To communicate effectively animals need to detect temporal vocalization cues that vary over several orders of magnitude in their amplitude and frequency content. This large range of temporal cues is evident in the power-law scale-invariant relationship between the power of temporal fluctuations in sounds and the sound modulation frequency (f). Though various forms of scale invariance have been described for natural sounds, the origins and implications of scale invariant phenomenon remain unknown.
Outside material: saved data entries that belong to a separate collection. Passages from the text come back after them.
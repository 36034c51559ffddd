//! Storage-specific error types for SQLite operations.
//!
//! This module provides error types that wrap Diesel-specific errors and convert
//! them to the database-agnostic error types defined in `tickerwire_core`.

use diesel::result::{DatabaseErrorKind, Error as DieselError};
use thiserror::Error;
use tickerwire_core::errors::{DatabaseError, Error};

/// Storage-specific errors that wrap Diesel and r2d2 types.
///
/// These errors are internal to the storage layer and are converted to
/// `tickerwire_core::Error` before being returned to callers.
#[derive(Error, Debug)]
pub enum StorageError {
    #[error("Database connection failed: {0}")]
    ConnectionFailed(#[from] diesel::ConnectionError),

    #[error("Connection pool error: {0}")]
    PoolError(#[from] r2d2::Error),

    #[error("Query execution failed: {0}")]
    QueryFailed(#[from] DieselError),

    #[error("Stored value could not be decoded: {0}")]
    Decode(String),

    /// A core error raised inside a write job; passed through unchanged.
    #[error(transparent)]
    Core(Error),
}

/// Lets write jobs return core errors through the writer's transaction wrapper.
impl From<Error> for StorageError {
    fn from(err: Error) -> Self {
        StorageError::Core(err)
    }
}

impl From<StorageError> for Error {
    fn from(err: StorageError) -> Self {
        match err {
            StorageError::ConnectionFailed(e) => {
                Error::Database(DatabaseError::ConnectionFailed(e.to_string()))
            }
            StorageError::PoolError(e) => {
                Error::Database(DatabaseError::ConnectionFailed(e.to_string()))
            }
            StorageError::QueryFailed(DieselError::NotFound) => {
                Error::Database(DatabaseError::NotFound("Record not found".to_string()))
            }
            StorageError::QueryFailed(DieselError::DatabaseError(
                DatabaseErrorKind::UniqueViolation,
                info,
            )) => Error::Database(DatabaseError::UniqueViolation(info.message().to_string())),
            StorageError::QueryFailed(DieselError::DatabaseError(
                DatabaseErrorKind::CheckViolation | DatabaseErrorKind::NotNullViolation,
                info,
            )) => Error::Database(DatabaseError::ConstraintViolation(
                info.message().to_string(),
            )),
            StorageError::QueryFailed(e) => {
                Error::Database(DatabaseError::QueryFailed(e.to_string()))
            }
            StorageError::Decode(e) => Error::Database(DatabaseError::Internal(e)),
            StorageError::Core(e) => e,
        }
    }
}

/// Extension trait for easily converting Diesel Results to core Results.
///
/// This provides a `.into_core()` method on any `Result<T, diesel::result::Error>`
/// which handles the conversion through StorageError.
pub trait IntoCore<T> {
    fn into_core(self) -> tickerwire_core::Result<T>;
}

impl<T> IntoCore<T> for std::result::Result<T, DieselError> {
    fn into_core(self) -> tickerwire_core::Result<T> {
        self.map_err(|e| StorageError::from(e).into())
    }
}

impl<T> IntoCore<T> for std::result::Result<T, r2d2::Error> {
    fn into_core(self) -> tickerwire_core::Result<T> {
        self.map_err(|e| StorageError::from(e).into())
    }
}

impl<T> IntoCore<T> for std::result::Result<T, diesel::ConnectionError> {
    fn into_core(self) -> tickerwire_core::Result<T> {
        self.map_err(|e| StorageError::from(e).into())
    }
}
Using animal vocalization sequences, including continuous human speech, and a stochastic model of temporal amplitude fluctuations we demonstrate that temporal acoustic edges are the primary acoustic cue accounting for the scale invariant phenomenon. The modulation spectrum of vocalization sequences and the model both exhibit a dual regime lowpass structure with a flat region at low modulation frequencies and scale invariant 1/f2 trend for high modulation frequencies. Moreover, we find a time-frequency tradeoff between the average vocalization duration of each vocalization sequence and the cutoff frequency beyond which scale invariant behavior is observed. These results indicate that temporal edges are universal features responsible for scale invariance in vocalized sounds. This is significant since temporal acoustic edges are salient perceptually and the auditory system could exploit such statistical regularities to minimize redundancies and generate compact neural representations of vocalized sounds.

• Publication year

  2018

• Venue

  PLoS Comput. Biol.

• Publication date

  2018-04-01

• Fields of study

  Medicine, Physics, Computer Science

• Identifiers
  DOI 10.1371/journal.pcbi.1005996PMID 29659561PMCID 5919684
• External record

  Open on Semantic Scholar

• Source metadata

  Semantic Scholar, PubMed

• No claims are published for this paper.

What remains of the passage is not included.